1888-1945 Imperial Japanese Army formation

The 2nd Division (第2師団, Dai-ni shidan) was an infantry division in the Imperial Japanese Army. Its tsūshōgō was Courageous Division (勇兵団, Isamu-heidan).

==History==
The 2nd Division was formed in Sendai, Miyagi, in January 1871 as the Sendai Garrison (仙台鎮台, Sendai chindai), one of six regional commands created in the fledgling Imperial Japanese Army. The Sendai Garrison had responsibility for northern Honshū (the Tohoku region), ranging from Fukushima Prefecture in the south to Aomori Prefecture in the north. The six regional commands were transformed into divisions under the army reorganization of 14 May 1888.

The headquarters of the 2nd Division was located in the Ni-no-maru of Sendai Castle, where the campus of Tohoku University is now located. Its original composition included the 4th Infantry Regiment (raised in Sendai), 5th Infantry Regiment (raised in Aomori), 16th Infantry Regiment (raised in Shibata) and the 17th Infantry Regiment (raised in Akita). In the reorganization prior to World War II, the 29th Infantry Regiment (raised in Wakamatsu) was added.

===First Sino-Japanese War and the Russo-Japanese War===
The 2nd Division saw combat during the First Sino-Japanese War at the Battle of Weihaiwei.
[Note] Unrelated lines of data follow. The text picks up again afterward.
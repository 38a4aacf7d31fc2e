use super::SectorKind;
use crate::read::ReadError;
use std::{
    error::Error,
    fmt::{Display, Formatter, Result as FmtResult},
    io::Error as IoError,
};

/// Error that prevents a whole package from being parsed.
#[derive(Debug)]
pub struct PackageError {
    kind: PackageErrorKind,
    source: Option<PackageErrorSource>,
}

/// The reason a package could not be parsed.
#[derive(Clone, Copy, Debug, PartialEq, Eq)]
#[non_exhaustive]
pub enum PackageErrorKind {
    /// The package file could not be opened.
    Open,
    /// The file signature was missing or was not `AKPK`.
    Magic,
    /// The byte order probe could not be read.
    Endianness,
    /// The byte order probe held neither `1` nor its byte-reversed form.
    UnknownEndianness {
        /// The probe value, read as little-endian.
        probe: u32,
    },
    /// The header size could not be read.
    HeaderSize,
    /// The header flag could not be read.
    Flag,
    /// The size of the language sector could not be read.
    LanguagesSize,
    /// The size of the bank sector could not be read.
    BanksSize,
    /// The size of the streamed sound sector could not be read.
    SoundsSize,
    /// The size of the external sound sector could not be read.
    ExternalsSize,
    /// The number of languages could not be read.
    LanguageCount,
    /// A language table entry or its name could not be read.
    Language {
        /// Index of the language in the table.
        index: u32,
    },
    /// The declared language sector ran past the end of the package.
    LanguageSector,
}

#[derive(Debug)]
enum PackageErrorSource {
    Read(ReadError),
    Io(IoError),
}

impl PackageError {
    pub(crate) fn new(kind: PackageErrorKind) -> Self {
        Self { kind, source: None }
    }

    pub(crate) fn new_with_source(kind: PackageErrorKind, source: ReadError) -> Self {
        Self {
            kind,
            source: Some(PackageErrorSource::Read(source)),
        }
    }

    pub(crate) fn factory(kind: PackageErrorKind) -> impl FnOnce(ReadError) -> Self {
        move |source| Self::new_with_source(kind, source)
    }

    pub(crate) fn from_io(source: IoError) -> Self {
        Self {
            kind: PackageErrorKind::Open,
            source: Some(PackageErrorSource::Io(source)),
        }
    }

    /// Returns the reason the package could not be parsed.
    #[must_use]
    pub fn kind(&self) -> PackageErrorKind {
        self.kind
    }
}

impl Display for PackageError {
    fn fmt(&self, f: &mut Formatter<'_>) -> FmtResult {
        use PackageErrorKind::*;

        match self.kind {
            Open => f.write_str("failed to open package"),
            Magic => f.write_str("no file signature found"),
            Endianness => f.write_str("failed to read byte order probe"),
            UnknownEndianness { probe } => f.write_str(&format!(
                "byte order of package was not recognized (probe 0x{probe:08x})"
            )),
            HeaderSize => f.write_str("failed to read size of package header"),
            Flag => f.write_str("failed to read package flag"),
            LanguagesSize => f.write_str("failed to read size of language sector"),
            BanksSize => f.write_str("failed to read size of bank sector"),
            SoundsSize => f.write_str("failed to read size of streamed sound sector"),
            ExternalsSize => f.write_str("failed to read size of external sound sector"),
            LanguageCount => f.write_str("failed to read number of languages"),
            Language { index } => {
                f.write_str(&format!("failed to read language at index {index}"))
            }
            LanguageSector => f.write_str("language sector extends past end of package"),
        }
    }
}

impl Error for PackageError {
    fn source(&self) -> Option<&(dyn Error + 'static)> {
        match &self.source {
            Some(source) => match source {
                PackageErrorSource::Read(e) => Some(e),
                PackageErrorSource::Io(e) => Some(e),
            },
            None => None,
        }
    }
}

/// Error confined to one sector (or one entry of a sector) of a package.
///
/// Other sectors of the same package are unaffected.
#[derive(Debug)]
pub struct SectorError {
    sector: SectorKind,
    index: Option<u32>,
    kind: SectorErrorKind,
    source: Option<ReadError>,
}

/// The reason a sector or sector entry was skipped.
#[derive(Clone, Copy, Debug, PartialEq, Eq)]
#[non_exhaustive]
pub enum SectorErrorKind {
    /// The start of the sector could not be reached.
    Seek,
    /// The number of entries could not be read.
    EntryCount,
    /// The sector size did not divide into entries of a known width.
    EntryWidth {
        /// Declared size of the sector, in bytes.
        size: u32,
        /// Declared number of entries.
        count: u32,
    },
    /// An entry could not be read.
    Entry,
    /// The bank version could not be read from the first bank.
    BankVersion,
    /// The payload of a bank could not be read.
    Payload,
    /// An entry pointed outside the package.
    EntryOutOfBounds {
        /// Absolute offset of the entry.
        offset: u64,
        /// Size of the entry.
        size: u64,
    },
    /// A stream indexed by a bank pointed outside the bank.
    SubEntryOutOfBounds {
        /// ID of the stream within the bank.
        id: u32,
    },
    /// The legacy codec discriminator of a streamed sound could not be read.
    CodecProbe,
}

impl SectorError {
    pub(crate) fn new(sector: SectorKind, index: Option<u32>, kind: SectorErrorKind) -> Self {
        Self {
            sector,
            index,
            kind,
            source: None,
        }
    }

    pub(crate) fn new_with_source(
        sector: SectorKind,
        index: Option<u32>,
        kind: SectorErrorKind,
        source: ReadError,
    ) -> Self {
        Self {
            sector,
            index,
            kind,
            source: Some(source),
        }
    }

    pub(crate) fn factory(
        sector: SectorKind,
        index: Option<u32>,
        kind: SectorErrorKind,
    ) -> impl FnOnce(ReadError) -> Self {
        move |source| Self::new_with_source(sector, index, kind, source)
    }

    /// Returns the sector the error occurred in.
    #[must_use]
    pub fn sector(&self) -> SectorKind {
        self.sector
    }

    /// Returns the zero-based index of the affected entry, if the error concerns a single entry.
    #[must_use]
    pub fn index(&self) -> Option<u32> {
        self.index
    }

    /// Returns the reason the sector or entry was skipped.
    #[must_use]
    pub fn kind(&self) -> SectorErrorKind {
        self.kind
    }
}

impl Display for SectorError {
    fn fmt(&self, f: &mut Formatter<'_>) -> FmtResult {
        use SectorErrorKind::*;

        match self.kind {
            Seek => f.write_str("failed to seek to start of sector"),
            EntryCount => f.write_str("failed to read number of entries"),
            EntryWidth { size, count } => f.write_str(&format!(
                "sector of {size} bytes does not hold {count} entries of a known width"
            )),
            Entry => f.write_str("failed to read entry"),
            BankVersion => f.write_str("failed to read bank version"),
            Payload => f.write_str("failed to read bank payload"),
            EntryOutOfBounds { offset, size } => f.write_str(&format!(
                "entry data ({size} bytes at 0x{offset:x}) extends past end of package"
            )),
            SubEntryOutOfBounds { id } => {
                f.write_str(&format!("bank stream {id} extends past end of bank"))
            }
            CodecProbe => f.write_str("failed to read legacy codec discriminator"),
        }?;

        match self.index {
            Some(index) => f.write_str(&format!(" - entry {index} in {}", self.sector)),
            None => f.write_str(&format!(" - {}", self.sector)),
        }
    }
}

impl Error for SectorError {
    fn source(&self) -> Option<&(dyn Error + 'static)> {
        match &self.source {
            Some(e) => Some(e),
            None => None,
        }
    }
}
Following the end of the First Sino-Japanese War, elements of the 2nd Division were used to form the core of the new IJA 7th Division based in Hokkaido and the IJA 8th Division based in Hirosaki, Aomori. Likewise, the 2nd Division was active in most of the major battles of the Russo-Japanese War as part of General Kuroki Tamemoto's First Army, including the Battle of Liaoyang, Battle of Shaho and Battle of Mukden, and gained a reputation for excellence in night operations.
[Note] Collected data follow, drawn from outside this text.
//! # wwisex
//!
//! `wwisex` is a library for extracting audio from Wwise sound packages (`.pck`).
//!
//! It resolves every audio stream of a package (including the streams embedded in sound banks),
//! reads format and duration information from RIFF audio headers, maps stream IDs to readable
//! paths with a name dictionary, and decrypts protected payloads. Transcoding is left to external
//! tools.

#![warn(clippy::pedantic, future_incompatible)]
#![deny(
    let_underscore_drop,
    macro_use_extern_crate,
    meta_variable_misuse,
    missing_abi,
    missing_debug_implementations,
    missing_docs,
    non_ascii_idents,
    nonstandard_style,
    noop_method_call,
    rust_2018_idioms,
    trivial_casts,
    trivial_numeric_casts,
    unreachable_pub,
    unsafe_op_in_unsafe_fn,
    unused,
    unused_crate_dependencies,
    unused_import_braces,
    unused_lifetimes,
    unused_macro_rules,
    unused_qualifications,
    unused_results
)]

mod allocator;
mod bank;
mod cipher;
mod dictionary;
mod package;
mod read;
mod riff;

pub use allocator::{AllocError, AllocErrorKind, Allocator};
pub use bank::{parse_bank_index, BankEntry};
pub use cipher::{decrypt, key, StreamCipher};
pub use dictionary::{
    error::{DictionaryError, DictionaryErrorKind},
    Dictionary, DictionarySector, KeyMatch,
};
pub use package::{
    error::{PackageError, PackageErrorKind, SectorError, SectorErrorKind},
    Language, Package, PackageHeader, PackageOptions, SectorKind, StreamDescriptor,
};
pub use read::{Endian, Needed, ReadError, ReadErrorKind, Reader};
pub use riff::{AudioMetadata, Codec, Layout, VorbisOffsets};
Some of its more noteworthy commanders included Sakuma Samata, Nogi Maresuke, Nishi Kanjiro, HIH Prince Higashikuni Naruhiko, and Umezu Yoshijiro.

===Second Sino-Japanese War and Soviet–Japanese border conflicts===
From 1930 to 1933, the 2nd Division was under the command of Lieutenant-General Jiro Tamon. In 1931, it was transferred to the Kwantung Army in Manchuria, it took the lead in the initial operations of the invasion of Manchuria, then in the Jiangqiao Campaign, Jinzhou Operation, and in overcoming the defense of Harbin, following the Mukden Incident.

After the Second Sino-Japanese War started in July 1937, 15th Mixed Brigade from the 2nd Division saw combat in the invasion of Chahar, in August 1937, and in the Battle of Xuzhou (March 1938) where 3rd Infantry Brigade was temporarily assigned to the North China Area Army.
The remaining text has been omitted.